### PROVIDED DATA ###
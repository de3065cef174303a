use std::sync::LazyLock;

use nutype::nutype;
use regex::Regex;
use serde::{Deserialize, Serialize};
use uuid::Uuid;

/// Implements `as_str`, `Display` and `FromStr` for enums persisted as text columns.
macro_rules! column_enum {
    ($name:ident { $($variant:ident => $value:literal),+ $(,)? }) => {
        impl $name {
            pub fn as_str(&self) -> &'static str {
                match self {
                    $($name::$variant => $value),+
                }
            }
        }

        impl ::std::fmt::Display for $name {
            fn fmt(&self, f: &mut ::std::fmt::Formatter<'_>) -> ::std::fmt::Result {
                f.write_str(self.as_str())
            }
        }

        impl ::std::str::FromStr for $name {
            type Err = String;

            fn from_str(value: &str) -> Result<Self, Self::Err> {
                match value {
                    $($value => Ok($name::$variant),)+
                    other => Err(format!("unknown {} '{}'", stringify!($name), other)),
                }
            }
        }
    };
}

pub mod article;
pub mod assignment;
pub mod publication;
pub mod schedule;
pub mod snapshot;

// A regex for actor ids coming from the identity service.
// Example: "jane.doe@magazine" or "editor_42" are valid; "jane doe" or "a/b" are not.
pub const ACTOR_ID_REGEX: &str = r"^[A-Za-z0-9_.@-]+$";

static ACTOR_ID_REGEX_COMPILED: LazyLock<Regex> = LazyLock::new(|| {
    Regex::new(ACTOR_ID_REGEX).expect("ACTOR_ID_REGEX must be a valid regex")
});

pub fn is_eligible_actor_id(id: &str) -> bool {
    ACTOR_ID_REGEX_COMPILED.is_match(id)
}

/// Identifier of a user as known by the identity service.
#[nutype(
    sanitize(trim),
    validate(not_empty, len_char_max = 64, predicate = is_eligible_actor_id),
    derive(
        Clone,
        Debug,
        Display,
        FromStr,
        AsRef,
        PartialEq,
        Eq,
        PartialOrd,
        Ord,
        Hash,
        Serialize,
        Deserialize
    )
)]
pub struct ActorId(String);

impl ActorId {
    /// Actor used for transitions the platform performs on its own, e.g. scheduled publication.
    pub fn system() -> Self {
        Self::try_new("system").expect("\"system\" is a valid actor id")
    }
}

macro_rules! uuid_id {
    ($(#[$meta:meta])* $name:ident) => {
        $(#[$meta])*
        #[derive(Debug, Clone, Copy, PartialEq, Eq, PartialOrd, Ord, Hash, Serialize, Deserialize)]
        #[serde(transparent)]
        pub struct $name(pub Uuid);

        impl $name {
            pub fn generate() -> Self {
                Self(Uuid::new_v4())
            }
        }

        impl From<Uuid> for $name {
            fn from(value: Uuid) -> Self {
                Self(value)
            }
        }

        impl ::std::str::FromStr for $name {
            type Err = uuid::Error;

            fn from_str(value: &str) -> Result<Self, Self::Err> {
                Uuid::parse_str(value).map(Self)
            }
        }

        impl ::std::fmt::Display for $name {
            fn fmt(&self, f: &mut ::std::fmt::Formatter<'_>) -> ::std::fmt::Result {
                self.0.fmt(f)
            }
        }
    };
}

uuid_id!(
    /// Wrapper to prevent ID confusion
    ArticleId
);

uuid_id!(
    /// Wrapper to prevent ID confusion
    AssignmentId
);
###
DIRECTIONS FOR THIS TASK
Among the lines of these entries, find those that contain "Deserialize". Give their number and nothing else.

TASK SOLUTION
3